**The problem**: Restate the records so that not a single word differs.

**Dataset records**:
--- START ---

//! Visit form validation.
//!
//! Binding failures are reported per field so a form can be redisplayed with
//! the submitted values and an error next to each offending input.

use chrono::NaiveDate;
use serde::Serialize;
use thiserror::Error;

use crate::models::{VisitForm, DATE_FORMAT};

/// Field names as they appear in the HTML form.
pub const FIELD_DATE: &str = "date";
pub const FIELD_DESCRIPTION: &str = "description";
pub const FIELD_VET_ID: &str = "vetId";

/// Error codes.
pub const CODE_NOT_EMPTY: &str = "NotEmpty";
pub const CODE_TYPE_MISMATCH: &str = "typeMismatch";
pub const CODE_UNKNOWN_VET: &str = "unknownVet";

/// A single rejected form field.
#[derive(Debug, Clone, Serialize, PartialEq, Eq)]
pub struct FieldError {
    pub field: String,
    pub code: String,
    pub message: String,
}

impl FieldError {
    pub fn new(field: &str, code: &str, message: impl Into<String>) -> Self {
        Self {
            field: field.to_string(),
            code: code.to_string(),
            message: message.into(),
        }
    }
}

/// All field errors found in one submission.
#[derive(Debug, Clone, Default, Serialize, PartialEq, Eq, Error)]
#[error("{} invalid field(s)", .0.len())]
#[serde(transparent)]
pub struct ValidationErrors(Vec<FieldError>);

impl ValidationErrors {
    pub fn new() -> Self {
        Self::default()
    }

    pub fn push(&mut self, error: FieldError) {
        self.0.push(error);
    }

    pub fn is_empty(&self) -> bool {
        self.0.is_empty()
    }

    pub fn len(&self) -> usize {
        self.0.len()
    }

    pub fn iter(&self) -> impl Iterator<Item = &FieldError> {
        self.0.iter()
    }

    /// Check whether a field has at least one error.
    pub fn has_field_error(&self, field: &str) -> bool {
        self.0.iter().any(|e| e.field == field)
    }

    pub fn into_vec(self) -> Vec<FieldError> {
        self.0
    }
}

impl From<FieldError> for ValidationErrors {
    fn from(error: FieldError) -> Self {
        Self(vec![error])
    }
}

/// A form that passed validation, with its values parsed.
#[derive(Debug, Clone, PartialEq)]
pub struct ValidVisit {
    pub date: NaiveDate,
    pub description: String,
    pub vet_id: i64,
}

/// Validate a visit form, collecting every failing field.
///
/// A description made only of whitespace counts as empty. A `vetId` that is
/// not an integer is a `typeMismatch`, like an unparseable date.
pub fn validate_visit_form(form: &VisitForm) -> Result<ValidVisit, ValidationErrors> {
    let mut errors = ValidationErrors::new();

    let date_text = form.date.trim();
    let date = if date_text.is_empty() {
        errors.push(FieldError::new(
            FIELD_DATE,
            CODE_NOT_EMPTY,
            "must not be empty",
        ));
        None
    } else {
        match NaiveDate::parse_from_str(date_text, DATE_FORMAT) {
            Ok(date) => Some(date),
            Err(_) => {
                errors.push(FieldError::new(
                    FIELD_DATE,
                    CODE_TYPE_MISMATCH,
                    format!("invalid date '{}', expected yyyy-MM-dd", date_text),
                ));
                None
            }
        }
    };

    if form.description.trim().is_empty() {
        errors.push(FieldError::new(
            FIELD_DESCRIPTION,
            CODE_NOT_EMPTY,
            "must not be empty",
        ));
    }

    let vet_text = form.vet_id.trim();
    let vet_id = if vet_text.is_empty() {
        errors.push(FieldError::new(
            FIELD_VET_ID,
            CODE_NOT_EMPTY,
            "must not be empty",
        ));
        None
    } else {
        match vet_text.parse::<i64>() {
            Ok(vet_id) => Some(vet_id),
            Err(_) => {
                errors.push(FieldError::new(
                    FIELD_VET_ID,
                    CODE_TYPE_MISMATCH,
                    format!("invalid vet id '{}'", vet_text),
                ));
                None
            }
        }
    };

    match (date, vet_id) {
        (Some(date), Some(vet_id)) if errors.is_empty() => Ok(ValidVisit {
            date,
            description: form.description.clone(),
            vet_id,
        }),
        _ => Err(errors),
    }
}

#[cfg(test)]
mod tests {
    use super::*;
    use proptest::prelude::*;

    fn form(date: &str, description: &str, vet_id: Option<i64>) -> VisitForm {
        VisitForm {
            date: date.into(),
            description: description.into(),
            vet_id: vet_id.map(|id| id.to_string()).unwrap_or_default(),
        }
    }

    #[test]
    fn test_valid_form() {
        let valid = validate_visit_form(&form("2024-02-01", "follow-up", Some(2))).unwrap();
        assert_eq!(valid.date, NaiveDate::from_ymd_opt(2024, 2, 1).unwrap());
        assert_eq!(valid.description, "follow-up");
        assert_eq!(valid.vet_id, 2);
    }

    #[test]
    fn test_empty_description() {
        let errors = validate_visit_form(&form("2024-02-01", "", Some(2))).unwrap_err();
        assert_eq!(errors.len(), 1);
        assert!(errors.has_field_error(FIELD_DESCRIPTION));
    }

    #[test]
    fn test_blank_description() {
        let errors = validate_visit_form(&form("2024-02-01", "   ", Some(2))).unwrap_err();
        assert!(errors.has_field_error(FIELD_DESCRIPTION));
    }

    #[test]
    fn test_bad_date_pattern() {
        let errors = validate_visit_form(&form("02/01/2024", "checkup", Some(2))).unwrap_err();
        let error = errors.iter().next().unwrap();
        assert_eq!(error.field, FIELD_DATE);
        assert_eq!(error.code, CODE_TYPE_MISMATCH);
    }

    #[test]
    fn test_impossible_date() {
        let errors = validate_visit_form(&form("2024-02-30", "checkup", Some(2))).unwrap_err();
        assert!(errors.has_field_error(FIELD_DATE));
    }

    #[test]
    fn test_non_numeric_vet() {
        let mut submitted = form("2024-02-01", "", None);
        submitted.vet_id = "abc".into();

        let errors = validate_visit_form(&submitted).unwrap_err();
        assert_eq!(errors.len(), 2);
        assert!(errors.has_field_error(FIELD_DESCRIPTION));
        let vet_error = errors.iter().find(|e| e.field == FIELD_VET_ID).unwrap();
        assert_eq!(vet_error.code, CODE_TYPE_MISMATCH);
    }

    #[test]
    fn test_reports_every_field() {
        let errors = validate_visit_form(&form("", "", None)).unwrap_err();
        assert_eq!(errors.len(), 3);
        assert!(errors.has_field_error(FIELD_DATE));
        assert!(errors.has_field_error(FIELD_DESCRIPTION));
        assert!(errors.has_field_error(FIELD_VET_ID));
        assert_eq!(errors.to_string(), "3 invalid field(s)");
    }

    #[test]
    fn test_errors_serialize_as_list() {
        let errors = validate_visit_form(&form("2024-02-01", "", Some(1))).unwrap_err();
        let json = serde_json::to_value(&errors).unwrap();
        assert_eq!(json[0]["field"], "description");
        assert_eq!(json[0]["code"], "NotEmpty");
    }

    proptest! {
        #[test]
        fn prop_empty_description_always_rejected(
            days in 0i64..20_000,
            vet_id in 1i64..1_000,
            padding in "[ \t]{0,4}",
        ) {
            let date = NaiveDate::from_ymd_opt(1990, 1, 1).unwrap() + chrono::Duration::days(days);
            let date_text = date.format(DATE_FORMAT).to_string();
            let submitted = form(&date_text, &padding, Some(vet_id));
            let errors = validate_visit_form(&submitted).unwrap_err();
            prop_assert!(errors.has_field_error(FIELD_DESCRIPTION));
        }

        #[test]
        fn prop_well_formed_forms_accepted(
            days in 0i64..20_000,
            vet_id in 1i64..1_000,
            description in "[a-zA-Z][a-zA-Z ]{0,40}",
        ) {
            let date = NaiveDate::from_ymd_opt(1990, 1, 1).unwrap() + chrono::Duration::days(days);
            let date_text = date.format(DATE_FORMAT).to_string();
            let submitted = form(&date_text, &description, Some(vet_id));
            let valid = validate_visit_form(&submitted).unwrap();
            prop_assert_eq!(valid.date, date);
            prop_assert_eq!(valid.vet_id, vet_id);
            prop_assert_eq!(valid.description, description);
        }
    }
}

--- END ---

**Exercise result**:
//! Visit form validation.
//!
//! Binding failures are reported per field so a form can be redisplayed with
//! the submitted values and an error next to each offending input.

use chrono::NaiveDate;
use serde::Serialize;
use thiserror::Error;

use crate::models::{VisitForm, DATE_FORMAT};

/// Field names as they appear in the HTML form.
pub const FIELD_DATE: &str = "date";
pub const FIELD_DESCRIPTION: &str = "description";
pub const FIELD_VET_ID: &str = "vetId";

/// Error codes.
pub const CODE_NOT_EMPTY: &str = "NotEmpty";
pub const CODE_TYPE_MISMATCH: &str = "typeMismatch";
pub const CODE_UNKNOWN_VET: &str = "unknownVet";

/// A single rejected form field.
#[derive(Debug, Clone, Serialize, PartialEq, Eq)]
pub struct FieldError {
    pub field: String,
    pub code: String,
    pub message: String,
}

impl FieldError {
    pub fn new(field: &str, code: &str, message: impl Into<String>) -> Self {
        Self {
            field: field.to_string(),
            code: code.to_string(),
            message: message.into(),
        }
    }
}

/// All field errors found in one submission.
#[derive(Debug, Clone, Default, Serialize, PartialEq, Eq, Error)]
#[error("{} invalid field(s)", .0.len())]
#[serde(transparent)]
pub struct ValidationErrors(Vec<FieldError>);

impl ValidationErrors {
    pub fn new() -> Self {
        Self::default()
    }

    pub fn push(&mut self, error: FieldError) {
        self.0.push(error);
    }

    pub fn is_empty(&self) -> bool {
        self.0.is_empty()
    }

    pub fn len(&self) -> usize {
        self.0.len()
    }

    pub fn iter(&self) -> impl Iterator<Item = &FieldError> {
        self.0.iter()
    }

    /// Check whether a field has at least one error.
    pub fn has_field_error(&self, field: &str) -> bool {
        self.0.iter().any(|e| e.field == field)
    }

    pub fn into_vec(self) -> Vec<FieldError> {
        self.0
    }
}

impl From<FieldError> for ValidationErrors {
    fn from(error: FieldError) -> Self {
        Self(vec![error])
    }
}

/// A form that passed validation, with its values parsed.
#[derive(Debug, Clone, PartialEq)]
pub struct ValidVisit {
    pub date: NaiveDate,
    pub description: String,
    pub vet_id: i64,
}

/// Validate a visit form, collecting every failing field.
///
/// A description made only of whitespace counts as empty. A `vetId` that is
/// not an integer is a `typeMismatch`, like an unparseable date.
pub fn validate_visit_form(form: &VisitForm) -> Result<ValidVisit, ValidationErrors> {
    let mut errors = ValidationErrors::new();

    let date_text = form.date.trim();
    let date = if date_text.is_empty() {
        errors.push(FieldError::new(
            FIELD_DATE,
            CODE_NOT_EMPTY,
            "must not be empty",
        ));
        None
    } else {
        match NaiveDate::parse_from_str(date_text, DATE_FORMAT) {
            Ok(date) => Some(date),
            Err(_) => {
                errors.push(FieldError::new(
                    FIELD_DATE,
                    CODE_TYPE_MISMATCH,
                    format!("invalid date '{}', expected yyyy-MM-dd", date_text),
                ));
                None
            }
        }
    };

    if form.description.trim().is_empty() {
        errors.push(FieldError::new(
            FIELD_DESCRIPTION,
            CODE_NOT_EMPTY,
            "must not be empty",
        ));
    }

    let vet_text = form.vet_id.trim();
    let vet_id = if vet_text.is_empty() {
        errors.push(FieldError::new(
            FIELD_VET_ID,
            CODE_NOT_EMPTY,
            "must not be empty",
        ));
        None
    } else {
        match vet_text.parse::<i64>() {
            Ok(vet_id) => Some(vet_id),
            Err(_) => {
                errors.push(FieldError::new(
                    FIELD_VET_ID,
                    CODE_TYPE_MISMATCH,
                    format!("invalid vet id '{}'", vet_text),
                ));
                None
            }
        }
    };

    match (date, vet_id) {
        (Some(date), Some(vet_id)) if errors.is_empty() => Ok(ValidVisit {
            date,
            description: form.description.clone(),
            vet_id,
        }),
        _ => Err(errors),
    }
}

#[cfg(test)]
mod tests {
    use super::*;
    use proptest::prelude::*;

    fn form(date: &str, description: &str, vet_id: Option<i64>) -> VisitForm {
        VisitForm {
            date: date.into(),
            description: description.into(),
            vet_id: vet_id.map(|id| id.to_string()).unwrap_or_default(),
        }
    }

    #[test]
    fn test_valid_form() {
        let valid = validate_visit_form(&form("2024-02-01", "follow-up", Some(2))).unwrap();
        assert_eq!(valid.date, NaiveDate::from_ymd_opt(2024, 2, 1).unwrap());
        assert_eq!(valid.description, "follow-up");
        assert_eq!(valid.vet_id, 2);
    }

    #[test]
    fn test_empty_description() {
        let errors = validate_visit_form(&form("2024-02-01", "", Some(2))).unwrap_err();
        assert_eq!(errors.len(), 1);
        assert!(errors.has_field_error(FIELD_DESCRIPTION));
    }

    #[test]
    fn test_blank_description() {
        let errors = validate_visit_form(&form("2024-02-01", "   ", Some(2))).unwrap_err();
        assert!(errors.has_field_error(FIELD_DESCRIPTION));
    }

    #[test]
    fn test_bad_date_pattern() {
        let errors = validate_visit_form(&form("02/01/2024", "checkup", Some(2))).unwrap_err();
        let error = errors.iter().next().unwrap();
        assert_eq!(error.field, FIELD_DATE);
        assert_eq!(error.code, CODE_TYPE_MISMATCH);
    }

    #[test]
    fn test_impossible_date() {
        let errors = validate_visit_form(&form("2024-02-30", "checkup", Some(2))).unwrap_err();
        assert!(errors.has_field_error(FIELD_DATE));
    }

    #[test]
    fn test_non_numeric_vet() {
        let mut submitted = form("2024-02-01", "", None);
        submitted.vet_id = "abc".into();

        let errors = validate_visit_form(&submitted).unwrap_err();
        assert_eq!(errors.len(), 2);
        assert!(errors.has_field_error(FIELD_DESCRIPTION));
        let vet_error = errors.iter().find(|e| e.field == FIELD_VET_ID).unwrap();
        assert_eq!(vet_error.code, CODE_TYPE_MISMATCH);
    }

    #[test]
    fn test_reports_every_field() {
        let errors = validate_visit_form(&form("", "", None)).unwrap_err();
        assert_eq!(errors.len(), 3);
        assert!(errors.has_field_error(FIELD_DATE));
        assert!(errors.has_field_error(FIELD_DESCRIPTION));
        assert!(errors.has_field_error(FIELD_VET_ID));
        assert_eq!(errors.to_string(), "3 invalid field(s)");
    }

    #[test]
    fn test_errors_serialize_as_list() {
        let errors = validate_visit_form(&form("2024-02-01", "", Some(1))).unwrap_err();
        let json = serde_json::to_value(&errors).unwrap();
        assert_eq!(json[0]["field"], "description");
        assert_eq!(json[0]["code"], "NotEmpty");
    }

    proptest! {
        #[test]
        fn prop_empty_description_always_rejected(
            days in 0i64..20_000,
            vet_id in 1i64..1_000,
            padding in "[ \t]{0,4}",
        ) {
            let date = NaiveDate::from_ymd_opt(1990, 1, 1).unwrap() + chrono::Duration::days(days);
            let date_text = date.format(DATE_FORMAT).to_string();
            let submitted = form(&date_text, &padding, Some(vet_id));
            let errors = validate_visit_form(&submitted).unwrap_err();
            prop_assert!(errors.has_field_error(FIELD_DESCRIPTION));
        }

        #[test]
        fn prop_well_formed_forms_accepted(
            days in 0i64..20_000,
            vet_id in 1i64..1_000,
            description in "[a-zA-Z][a-zA-Z ]{0,40}",
        ) {
            let date = NaiveDate::from_ymd_opt(1990, 1, 1).unwrap() + chrono::Duration::days(days);
            let date_text = date.format(DATE_FORMAT).to_string();
            let submitted = form(&date_text, &description, Some(vet_id));
            let valid = validate_visit_form(&submitted).unwrap();
            prop_assert_eq!(valid.date, date);
            prop_assert_eq!(valid.vet_id, vet_id);
            prop_assert_eq!(valid.description, description);
        }
    }
}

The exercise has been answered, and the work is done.